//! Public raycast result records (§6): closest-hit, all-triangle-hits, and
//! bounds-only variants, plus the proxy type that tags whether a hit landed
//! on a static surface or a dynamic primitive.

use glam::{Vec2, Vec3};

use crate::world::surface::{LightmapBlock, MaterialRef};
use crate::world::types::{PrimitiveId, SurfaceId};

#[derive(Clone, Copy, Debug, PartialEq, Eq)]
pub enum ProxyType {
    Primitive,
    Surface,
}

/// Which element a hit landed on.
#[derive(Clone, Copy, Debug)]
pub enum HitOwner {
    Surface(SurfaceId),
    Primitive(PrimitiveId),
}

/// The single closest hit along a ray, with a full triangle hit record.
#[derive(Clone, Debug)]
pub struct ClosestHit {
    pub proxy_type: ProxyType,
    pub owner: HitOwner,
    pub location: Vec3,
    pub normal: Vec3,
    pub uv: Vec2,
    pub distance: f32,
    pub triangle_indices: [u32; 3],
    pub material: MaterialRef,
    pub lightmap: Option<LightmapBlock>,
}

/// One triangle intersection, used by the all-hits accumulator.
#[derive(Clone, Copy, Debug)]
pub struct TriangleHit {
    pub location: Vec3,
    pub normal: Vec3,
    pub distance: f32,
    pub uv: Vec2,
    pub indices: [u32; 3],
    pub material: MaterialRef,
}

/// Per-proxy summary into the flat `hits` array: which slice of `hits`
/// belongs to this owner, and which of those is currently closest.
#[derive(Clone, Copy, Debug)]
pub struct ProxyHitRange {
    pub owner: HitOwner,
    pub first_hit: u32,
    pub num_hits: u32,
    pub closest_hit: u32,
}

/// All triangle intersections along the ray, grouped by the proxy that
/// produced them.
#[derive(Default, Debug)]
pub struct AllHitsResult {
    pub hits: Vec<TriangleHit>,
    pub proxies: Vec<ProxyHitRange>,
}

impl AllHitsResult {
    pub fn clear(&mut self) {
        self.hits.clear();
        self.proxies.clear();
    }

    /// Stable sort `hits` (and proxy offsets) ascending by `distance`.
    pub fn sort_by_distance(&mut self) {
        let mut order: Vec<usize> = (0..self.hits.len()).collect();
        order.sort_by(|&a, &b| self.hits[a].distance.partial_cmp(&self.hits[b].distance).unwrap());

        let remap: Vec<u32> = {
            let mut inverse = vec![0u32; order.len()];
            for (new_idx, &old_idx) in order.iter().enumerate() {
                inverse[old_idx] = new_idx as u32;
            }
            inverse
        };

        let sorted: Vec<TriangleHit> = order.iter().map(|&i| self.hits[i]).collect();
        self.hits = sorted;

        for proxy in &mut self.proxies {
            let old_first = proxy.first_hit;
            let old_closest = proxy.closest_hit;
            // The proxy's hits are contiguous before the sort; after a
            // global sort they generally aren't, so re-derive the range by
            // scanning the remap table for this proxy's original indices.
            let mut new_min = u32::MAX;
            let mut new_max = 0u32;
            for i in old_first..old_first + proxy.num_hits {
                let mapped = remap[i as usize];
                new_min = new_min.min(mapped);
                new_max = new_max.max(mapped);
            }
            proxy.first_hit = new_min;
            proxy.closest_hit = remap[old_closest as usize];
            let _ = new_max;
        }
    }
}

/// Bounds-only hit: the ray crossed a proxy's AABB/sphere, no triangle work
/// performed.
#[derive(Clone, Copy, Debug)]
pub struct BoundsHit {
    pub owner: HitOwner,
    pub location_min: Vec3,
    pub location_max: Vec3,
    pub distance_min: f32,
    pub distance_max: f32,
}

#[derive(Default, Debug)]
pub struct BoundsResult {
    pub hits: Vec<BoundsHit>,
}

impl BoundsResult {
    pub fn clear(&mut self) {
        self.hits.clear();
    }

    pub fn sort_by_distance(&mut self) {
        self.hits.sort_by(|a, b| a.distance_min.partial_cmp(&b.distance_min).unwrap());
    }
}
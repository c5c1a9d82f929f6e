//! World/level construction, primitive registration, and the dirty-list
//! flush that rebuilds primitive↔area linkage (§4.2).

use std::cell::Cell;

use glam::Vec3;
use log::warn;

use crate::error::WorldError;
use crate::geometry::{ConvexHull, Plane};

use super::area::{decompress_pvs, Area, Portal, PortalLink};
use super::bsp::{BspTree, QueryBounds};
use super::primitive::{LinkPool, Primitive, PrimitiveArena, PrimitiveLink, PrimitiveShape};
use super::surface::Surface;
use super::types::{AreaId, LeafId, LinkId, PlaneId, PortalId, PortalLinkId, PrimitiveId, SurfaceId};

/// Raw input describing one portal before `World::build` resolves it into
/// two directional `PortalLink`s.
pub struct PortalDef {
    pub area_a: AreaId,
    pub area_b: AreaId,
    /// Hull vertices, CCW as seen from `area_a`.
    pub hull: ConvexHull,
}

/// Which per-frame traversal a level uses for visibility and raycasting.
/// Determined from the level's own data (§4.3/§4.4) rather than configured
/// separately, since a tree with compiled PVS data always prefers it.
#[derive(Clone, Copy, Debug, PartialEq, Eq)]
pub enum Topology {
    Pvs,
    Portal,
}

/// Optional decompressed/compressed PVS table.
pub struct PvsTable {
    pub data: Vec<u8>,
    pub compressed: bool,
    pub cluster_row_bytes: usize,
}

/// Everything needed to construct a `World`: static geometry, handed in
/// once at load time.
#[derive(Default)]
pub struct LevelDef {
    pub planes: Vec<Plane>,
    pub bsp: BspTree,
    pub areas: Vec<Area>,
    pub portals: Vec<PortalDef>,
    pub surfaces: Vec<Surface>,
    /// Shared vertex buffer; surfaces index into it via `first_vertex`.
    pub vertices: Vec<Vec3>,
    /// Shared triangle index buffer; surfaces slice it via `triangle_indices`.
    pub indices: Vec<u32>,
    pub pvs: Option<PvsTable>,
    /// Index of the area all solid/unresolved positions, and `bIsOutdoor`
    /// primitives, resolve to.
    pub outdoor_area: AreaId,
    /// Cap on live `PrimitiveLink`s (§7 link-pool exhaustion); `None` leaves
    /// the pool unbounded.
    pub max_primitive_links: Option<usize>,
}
——————————
The task: Tally every line in the listing above that contains "buffer", then state only the total.

Response: 2